Stored data
▬▬▬▬▬▬
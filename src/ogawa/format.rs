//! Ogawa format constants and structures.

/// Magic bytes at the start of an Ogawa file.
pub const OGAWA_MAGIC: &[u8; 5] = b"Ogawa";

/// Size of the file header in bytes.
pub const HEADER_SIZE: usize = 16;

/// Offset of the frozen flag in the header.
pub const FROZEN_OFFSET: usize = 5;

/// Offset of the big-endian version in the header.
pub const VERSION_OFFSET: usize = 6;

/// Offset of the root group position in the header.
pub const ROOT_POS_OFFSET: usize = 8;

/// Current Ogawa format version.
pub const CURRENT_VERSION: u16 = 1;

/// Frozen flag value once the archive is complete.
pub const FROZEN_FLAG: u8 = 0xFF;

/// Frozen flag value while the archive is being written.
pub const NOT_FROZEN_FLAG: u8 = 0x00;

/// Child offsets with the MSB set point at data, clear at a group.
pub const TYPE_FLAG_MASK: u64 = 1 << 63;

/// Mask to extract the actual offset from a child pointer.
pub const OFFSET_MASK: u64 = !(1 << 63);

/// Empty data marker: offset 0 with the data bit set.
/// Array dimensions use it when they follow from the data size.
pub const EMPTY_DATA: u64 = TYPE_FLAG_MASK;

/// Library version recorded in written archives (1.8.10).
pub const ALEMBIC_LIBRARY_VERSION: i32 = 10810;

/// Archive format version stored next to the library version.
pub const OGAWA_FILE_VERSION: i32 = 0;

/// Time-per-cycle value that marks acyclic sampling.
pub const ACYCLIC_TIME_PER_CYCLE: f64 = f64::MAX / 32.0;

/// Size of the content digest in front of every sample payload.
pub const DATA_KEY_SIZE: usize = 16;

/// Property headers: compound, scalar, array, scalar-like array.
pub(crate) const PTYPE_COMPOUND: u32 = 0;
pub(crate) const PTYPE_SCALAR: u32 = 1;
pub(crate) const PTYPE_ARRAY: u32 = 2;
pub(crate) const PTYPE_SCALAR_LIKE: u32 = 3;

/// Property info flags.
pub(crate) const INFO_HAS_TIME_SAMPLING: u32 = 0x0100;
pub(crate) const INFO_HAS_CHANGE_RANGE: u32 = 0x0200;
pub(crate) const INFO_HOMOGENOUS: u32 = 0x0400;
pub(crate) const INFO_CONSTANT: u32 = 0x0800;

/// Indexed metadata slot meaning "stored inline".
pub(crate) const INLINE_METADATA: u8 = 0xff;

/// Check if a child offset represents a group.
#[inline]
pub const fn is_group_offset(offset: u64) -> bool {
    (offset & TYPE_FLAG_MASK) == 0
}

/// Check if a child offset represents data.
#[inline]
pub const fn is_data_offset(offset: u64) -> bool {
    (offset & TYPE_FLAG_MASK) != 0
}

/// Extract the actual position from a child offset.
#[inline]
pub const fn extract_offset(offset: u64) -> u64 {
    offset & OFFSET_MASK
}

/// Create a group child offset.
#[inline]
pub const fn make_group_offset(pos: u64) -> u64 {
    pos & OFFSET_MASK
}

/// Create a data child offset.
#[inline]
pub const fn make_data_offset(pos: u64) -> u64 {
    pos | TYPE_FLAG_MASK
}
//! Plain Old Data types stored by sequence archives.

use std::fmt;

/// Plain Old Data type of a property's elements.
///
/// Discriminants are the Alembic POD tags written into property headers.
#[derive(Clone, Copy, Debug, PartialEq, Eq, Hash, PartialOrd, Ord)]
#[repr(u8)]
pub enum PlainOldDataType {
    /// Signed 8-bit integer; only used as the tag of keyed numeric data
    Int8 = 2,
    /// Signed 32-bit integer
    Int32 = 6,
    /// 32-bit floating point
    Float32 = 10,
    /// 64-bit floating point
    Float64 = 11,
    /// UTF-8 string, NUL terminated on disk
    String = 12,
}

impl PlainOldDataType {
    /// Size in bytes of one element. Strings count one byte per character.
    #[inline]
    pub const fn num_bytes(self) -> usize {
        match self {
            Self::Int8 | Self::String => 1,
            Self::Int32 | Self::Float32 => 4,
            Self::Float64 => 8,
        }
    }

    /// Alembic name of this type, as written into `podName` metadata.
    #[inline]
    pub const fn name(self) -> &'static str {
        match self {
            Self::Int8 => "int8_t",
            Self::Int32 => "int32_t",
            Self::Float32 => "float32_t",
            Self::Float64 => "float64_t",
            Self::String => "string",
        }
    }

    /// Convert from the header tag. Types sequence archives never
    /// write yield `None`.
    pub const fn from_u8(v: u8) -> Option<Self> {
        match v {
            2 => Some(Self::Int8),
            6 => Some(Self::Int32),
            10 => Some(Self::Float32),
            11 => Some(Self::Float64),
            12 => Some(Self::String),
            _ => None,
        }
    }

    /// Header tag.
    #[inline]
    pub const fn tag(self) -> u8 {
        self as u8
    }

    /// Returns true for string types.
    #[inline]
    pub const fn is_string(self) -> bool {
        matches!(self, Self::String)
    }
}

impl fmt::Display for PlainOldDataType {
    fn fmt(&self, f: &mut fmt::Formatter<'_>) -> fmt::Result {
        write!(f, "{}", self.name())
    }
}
▬▬▬▬▬▬
● **About this task**
Only a number is expected here: the count of lines in the records above that include the word "bool".

● **Solution to this problem**
3